Axelerant

Senior Software Engineer, Site Reliability, Digital (Remote)

Remote India
Description

Senior Software Engineer - Site Reliability

Department: Digital

Employment Type: Full Time

Location: India Remote, Remote


We are seeking an accomplished Senior Site Reliability Engineer (SRE) to lead the design, implementation, and evolution of highly available, scalable, and resilient systems across our multi-cloud infrastructure. In this senior role, you will drive architectural decisions, establish reliability standards, and mentor teams while ensuring operational excellence across complex distributed systems. You will partner with engineering leadership, development teams, and product stakeholders to shape infrastructure strategy, implement sophisticated automation, and champion a culture of reliability engineering.

At Axelerant, we are committed to fostering an environment where innovation and operational excellence thrive. As a Senior SRE, you'll tackle sophisticated, large-scale challenges using cutting-edge technologies across AWS and Azure platforms.
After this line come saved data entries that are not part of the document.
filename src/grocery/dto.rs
use serde::{Deserialize, Serialize};
use uuid::Uuid;

#[derive(Debug, Clone, PartialEq, Eq, Serialize, Deserialize)]
pub struct GroceryItem {
    pub name: String,
    pub quantity: u32,
    pub unit: String,
    pub checked: bool,
}

#[derive(Debug, Deserialize)]
#[serde(rename_all = "camelCase")]
pub struct CreateGroceryListRequest {
    pub meal_ids: Vec<Uuid>,
}

#[derive(Debug, Deserialize)]
pub struct UpdateGroceryListRequest {
    pub items: Option<Vec<GroceryItem>>,
    pub completed: Option<bool>,
}
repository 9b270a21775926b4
use serde::{Deserialize, Serialize};
use time::OffsetDateTime;
use uuid::Uuid;

use crate::error::ApiError;

use super::repo::{Meal, MealHistoryEntry};

#[derive(Debug, Deserialize)]
#[serde(rename_all = "camelCase")]
pub struct SuggestParams {
    #[serde(default = "default_true")]
    pub exclude_recent: bool,
    pub max_prep_time: Option<i32>,
}

fn default_true() -> bool {
    true
}

#[derive(Debug, Deserialize)]
pub struct HistoryQuery {
    #[serde(default = "default_history_limit")]
    pub limit: i64,
}

fn default_history_limit() -> i64 {
    10
}

#[derive(Debug, Deserialize)]
pub struct RateRequest {
    pub rating: i16,
}

impl RateRequest {
    /// Ratings live in [1, 5]; anything else is rejected before any
    /// entry is touched.
    pub fn validate(&self) -> Result<(), ApiError> {
        if (1..=5).contains(&self.rating) {
            Ok(())
        } else {
            Err(ApiError::validation("Rating must be between 1 and 5"))
        }
    }
}

/// Canonical response contract for suggestions, history listings and
/// rating updates: the history entry with its meal embedded.
#[derive(Debug, Serialize)]
#[serde(rename_all = "camelCase")]
pub struct HistoryEntry {
    pub id: Uuid,
    pub user_id: Uuid,
    pub meal_id: Uuid,
    pub suggested_at: OffsetDateTime,
    pub rating: Option<i16>,
    pub meal: Meal,
}

impl HistoryEntry {
    pub fn new(entry: MealHistoryEntry, meal: Meal) -> Self {
        Self {
            id: entry.id,
            user_id: entry.user_id,
            meal_id: entry.meal_id,
            suggested_at: entry.suggested_at,
            rating: entry.rating,
            meal,
        }
    }
}
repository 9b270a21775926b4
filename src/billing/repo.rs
use serde::{Deserialize, Serialize};
use sqlx::{FromRow, PgPool};
use time::OffsetDateTime;
use uuid::Uuid;

#[derive(Debug, Clone, Serialize, Deserialize, FromRow)]
#[serde(rename_all = "camelCase")]
pub struct Subscription {
    pub id: Uuid,
    pub user_id: Uuid,
    pub provider_customer_id: String,
    pub provider_price_id: Option<String>,
    pub status: String,
    pub current_period_end: Option<OffsetDateTime>,
    pub created_at: OffsetDateTime,
    pub updated_at: OffsetDateTime,
}

const COLUMNS: &str = "id, user_id, provider_customer_id, provider_price_id, status, \
                       current_period_end, created_at, updated_at";

pub async fn find_by_user(db: &PgPool, user_id: Uuid) -> Result<Option<Subscription>, sqlx::Error> {
    sqlx::query_as::<_, Subscription>(&format!(
        "SELECT {COLUMNS} FROM subscriptions WHERE user_id = $1"
    ))
    .bind(user_id)
    .fetch_optional(db)
    .await
}

/// A user holds at most one subscription record, so checkout events
/// upsert on the user: re-subscribing after a cancel typically arrives
/// with a freshly minted customer reference, and conflicting on the
/// customer ref would trip the user_id unique constraint and turn a
/// replayable webhook into a 500. The new customer ref replaces the
/// old one; update/cancel events keep resolving by customer ref.
fn checkout_upsert_sql() -> String {
    format!(
        r#"
        INSERT INTO subscriptions
            (user_id, provider_customer_id, provider_price_id, status, current_period_end)
        VALUES ($1, $2, $3, $4, $5)
        ON CONFLICT (user_id) DO UPDATE
        SET provider_customer_id = EXCLUDED.provider_customer_id,
            provider_price_id = EXCLUDED.provider_price_id,
            status = EXCLUDED.status,
            current_period_end = EXCLUDED.current_period_end,
            updated_at = now()
        RETURNING {COLUMNS}
        "#
    )
}

pub async fn upsert_for_user(
    db: &PgPool,
    user_id: Uuid,
    customer_id: &str,
    price_id: &str,
    status: &str,
    current_period_end: OffsetDateTime,
) -> Result<Subscription, sqlx::Error> {
    sqlx::query_as::<_, Subscription>(&checkout_upsert_sql())
        .bind(user_id)
        .bind(customer_id)
        .bind(price_id)
        .bind(status)
        .bind(current_period_end)
        .fetch_one(db)
        .await
}

pub async fn apply_update(
    db: &PgPool,
    customer_id: &str,
    status: &str,
    current_period_end: OffsetDateTime,
) -> Result<Option<Subscription>, sqlx::Error> {
    sqlx::query_as::<_, Subscription>(&format!(
        r#"
        UPDATE subscriptions
        SET status = $2, current_period_end = $3, updated_at = now()
        WHERE provider_customer_id = $1
        RETURNING {COLUMNS}
        "#
    ))
    .bind(customer_id)
    .bind(status)
    .bind(current_period_end)
    .fetch_optional(db)
    .await
}

pub async fn apply_cancel(
    db: &PgPool,
    customer_id: &str,
) -> Result<Option<Subscription>, sqlx::Error> {
    sqlx::query_as::<_, Subscription>(&format!(
        r#"
        UPDATE subscriptions
        SET status = 'canceled', updated_at = now()
        WHERE provider_customer_id = $1
        RETURNING {COLUMNS}
        "#
    ))
    .bind(customer_id)
    .fetch_optional(db)
    .await
}

#[cfg(test)]
mod tests {
    use super::*;

    // Re-subscribing after a cancel arrives with a new customer ref for
    // the same user; the checkout upsert must converge on the user's
    // single row instead of inserting a second one.
    #[test]
    fn checkout_upsert_conflicts_on_user_and_replaces_customer_ref() {
        let sql = checkout_upsert_sql();
        assert!(sql.contains("ON CONFLICT (user_id) DO UPDATE"));
        assert!(sql.contains("provider_customer_id = EXCLUDED.provider_customer_id"));
        assert!(!sql.contains("ON CONFLICT (provider_customer_id)"));
    }
}
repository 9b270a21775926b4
pub mod dto;
pub mod handlers;
pub mod repo;

use crate::state::AppState;
use axum::Router;

pub fn router() -> Router<AppState> {
    handlers::routes()
}
use serde::Deserialize;

/// Closed set of preference categories. Stored as text; anything outside
/// this set is rejected at the boundary.
#[derive(Debug, Clone, Copy, PartialEq, Eq)]
pub enum Category {
    LikedFood,
    DislikedFood,
    DietaryRestriction,
    CuisinePreference,
}

impl Category {
    pub const ALL: [Category; 4] = [
        Category::LikedFood,
        Category::DislikedFood,
        Category::DietaryRestriction,
        Category::CuisinePreference,
    ];

    pub const fn as_str(self) -> &'static str {
        match self {
            Category::LikedFood => "liked_food",
            Category::DislikedFood => "disliked_food",
            Category::DietaryRestriction => "dietary_restriction",
            Category::CuisinePreference => "cuisine_preference",
        }
    }

    pub fn parse(s: &str) -> Option<Category> {
        Category::ALL.into_iter().find(|c| c.as_str() == s)
    }
}

#[derive(Debug, Deserialize)]
pub struct AddPreferenceRequest {
    pub category: String,
    pub value: String,
}

#[cfg(test)]
mod tests {
    use super::*;

    #[test]
    fn parses_every_known_category() {
        for c in Category::ALL {
            assert_eq!(Category::parse(c.as_str()), Some(c));
        }
    }

    #[test]
    fn rejects_unknown_categories() {
        assert_eq!(Category::parse("allergy"), None);
        assert_eq!(Category::parse("LIKED_FOOD"), None);
        assert_eq!(Category::parse(""), None);
    }
}
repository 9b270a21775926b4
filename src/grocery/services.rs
use std::collections::HashMap;

use crate::meals::repo::Meal;

use super::dto::GroceryItem;

/// The catalog carries no real quantity data, so merged items count
/// occurrences in servings.
const DEFAULT_UNIT: &str = "serving";

/// Merges the ingredient lists of the given meals into one shopping
/// list. The lower-cased name is the dedup key; the first-seen casing
/// is kept as the display form and repeats increment the quantity.
/// First-seen order is preserved.
pub fn aggregate_items(meals: &[Meal]) -> Vec<GroceryItem> {
    let mut items: Vec<GroceryItem> = Vec::new();
    let mut index: HashMap<String, usize> = HashMap::new();

    for meal in meals {
        for ingredient in meal.ingredients.0.iter() {
            let key = ingredient.to_lowercase();
            match index.get(&key) {
                Some(&i) => items[i].quantity += 1,
                None => {
                    index.insert(key, items.len());
                    items.push(GroceryItem {
                        name: ingredient.clone(),
                        quantity: 1,
                        unit: DEFAULT_UNIT.into(),
                        checked: false,
                    });
                }
            }
        }
    }
    items
}

#[cfg(test)]
mod tests {
    use super::*;
    use sqlx::types::Json;
    use time::OffsetDateTime;
    use uuid::Uuid;

    fn meal(name: &str, ingredients: &[&str]) -> Meal {
        Meal {
            id: Uuid::new_v4(),
            name: name.into(),
            description: String::new(),
            ingredients: Json(ingredients.iter().map(|s| s.to_string()).collect()),
            cuisine: "Asian".into(),
            dietary_tags: Json(vec![]),
            prep_time: Some(20),
            created_at: OffsetDateTime::now_utc(),
        }
    }

    #[test]
    fn repeated_meal_counts_ingredients_twice() {
        let m = meal("Stir Fry", &["Chicken", "Rice"]);
        let items = aggregate_items(&[m.clone(), m]);
        assert_eq!(items.len(), 2);
        assert_eq!(items[0].name, "Chicken");
        assert_eq!(items[0].quantity, 2);
        assert_eq!(items[0].unit, "serving");
        assert!(!items[0].checked);
    }

    #[test]
    fn dedup_is_case_insensitive_keeping_first_seen_casing() {
        let a = meal("A", &["Chicken breast", "rice"]);
        let b = meal("B", &["chicken breast", "Rice"]);
        let items = aggregate_items(&[a, b]);
        assert_eq!(items.len(), 2);
        assert_eq!(items[0].name, "Chicken breast");
        assert_eq!(items[0].quantity, 2);
        assert_eq!(items[1].name, "rice");
        assert_eq!(items[1].quantity, 2);
    }

    #[test]
    fn preserves_first_seen_order_across_meals() {
        let a = meal("A", &["Garlic", "Onion"]);
        let b = meal("B", &["Lime", "Garlic"]);
        let names: Vec<String> = aggregate_items(&[a, b])
            .into_iter()
            .map(|i| i.name)
            .collect();
        assert_eq!(names, vec!["Garlic", "Onion", "Lime"]);
    }

    #[test]
    fn no_meals_yield_no_items() {
        assert!(aggregate_items(&[]).is_empty());
    }
}
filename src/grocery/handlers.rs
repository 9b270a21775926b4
use axum::{
    extract::{Path, State},
    http::StatusCode,
    routing::get,
    Json, Router,
};
use tracing::{info, instrument};
use uuid::Uuid;

use crate::{auth::AuthUser, error::ApiError, meals, state::AppState};

use super::dto::{CreateGroceryListRequest, UpdateGroceryListRequest};
use super::repo::{self, GroceryList};
use super::services::aggregate_items;

pub fn routes() -> Router<AppState> {
    Router::new()
        .route(
            "/grocery-lists",
            get(list_grocery_lists).post(create_grocery_list),
        )
        .route(
            "/grocery-lists/:id",
            axum::routing::patch(update_grocery_list),
        )
}

#[instrument(skip(state, payload))]
pub async fn create_grocery_list(
    State(state): State<AppState>,
    AuthUser(user_id): AuthUser,
    Json(payload): Json<CreateGroceryListRequest>,
) -> Result<(StatusCode, Json<GroceryList>), ApiError> {
    if payload.meal_ids.is_empty() {
        return Err(ApiError::validation("mealIds must not be empty"));
    }

    let found = meals::repo::by_ids(&state.db, &payload.meal_ids).await?;
    if found.is_empty() {
        return Err(ApiError::validation("No meals found for the given ids"));
    }

    // by_ids drops duplicate ids, so re-expand to honor repeats in the
    // requested set when counting quantities.
    let expanded: Vec<meals::repo::Meal> = payload
        .meal_ids
        .iter()
        .filter_map(|id| found.iter().find(|m| m.id == *id).cloned())
        .collect();
    let items = aggregate_items(&expanded);

    let list = repo::insert(&state.db, user_id, items).await?;
    info!(user_id = %user_id, list_id = %list.id, meals = expanded.len(), "grocery list created");
    Ok((StatusCode::CREATED, Json(list)))
}

#[instrument(skip(state))]
pub async fn list_grocery_lists(
    State(state): State<AppState>,
    AuthUser(user_id): AuthUser,
) -> Result<Json<Vec<GroceryList>>, ApiError> {
    let lists = repo::list_by_user(&state.db, user_id).await?;
    Ok(Json(lists))
}

#[instrument(skip(state, payload))]
pub async fn update_grocery_list(
    State(state): State<AppState>,
    AuthUser(user_id): AuthUser,
    Path(id): Path<Uuid>,
    Json(payload): Json<UpdateGroceryListRequest>,
) -> Result<Json<GroceryList>, ApiError> {
    // Ownership is checked before any mutation.
    let list = repo::find(&state.db, id)
        .await?
        .ok_or(ApiError::NotFound("Grocery list not found"))?;
    if list.user_id != user_id {
        return Err(ApiError::Forbidden);
    }

    let updated = repo::update(&state.db, id, payload.items, payload.completed).await?;
    info!(user_id = %user_id, list_id = %id, "grocery list updated");
    Ok(Json(updated))
}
You will lead critical initiatives that impact system reliability at scale, architect solutions for complex infrastructure problems, and guide teams in adopting industry-leading practices that drive meaningful improvements across our entire technology ecosystem.

Key Responsibilities

  • Architect and implement highly reliable, scalable, and cost-effective infrastructure solutions for mission-critical applications across multi-cloud environments (AWS and Azure).
  • Lead the definition and refinement of service level objectives (SLOs), service level indicators (SLIs), and error budgets, establishing reliability standards across the organization.
  • Design and implement sophisticated Infrastructure as Code (IaC) solutions using Terraform, Ansible, and Azure Resource Manager (ARM) templates or Bicep.
  • Drive automation strategies to eliminate toil, improve operational efficiency, and enable self-service capabilities for development teams.
  • Lead incident response efforts, conduct thorough post-incident reviews, and implement systemic improvements to prevent recurrence.
  • Champion cloud-native architectures and modern reliability practices, serving as a technical advisor for infrastructure and platform decisions.
  • Mentor junior SREs and engineers, fostering a culture of reliability, observability, and continuous improvement.
  • Participate in and help optimize the on-call rotation, ensuring sustainable practices and effective escalation procedures.
  • Establish and maintain comprehensive documentation standards, runbooks, and knowledge repositories that enable team autonomy and effective incident response.
  • Design and implement advanced monitoring, logging, and alerting strategies using observability platforms to enable proactive issue detection and resolution.
  • Lead container orchestration initiatives using Kubernetes (AKS, EKS) and implement sophisticated deployment strategies including blue-green, canary, and progressive delivery patterns.
  • Ensure security, compliance, and governance standards are embedded throughout the infrastructure lifecycle, implementing security-as-code practices.
  • Drive capacity planning, performance optimization, and cost management initiatives across cloud platforms.
  • Collaborate with architecture and security teams to establish platform standards, reference architectures, and best practices.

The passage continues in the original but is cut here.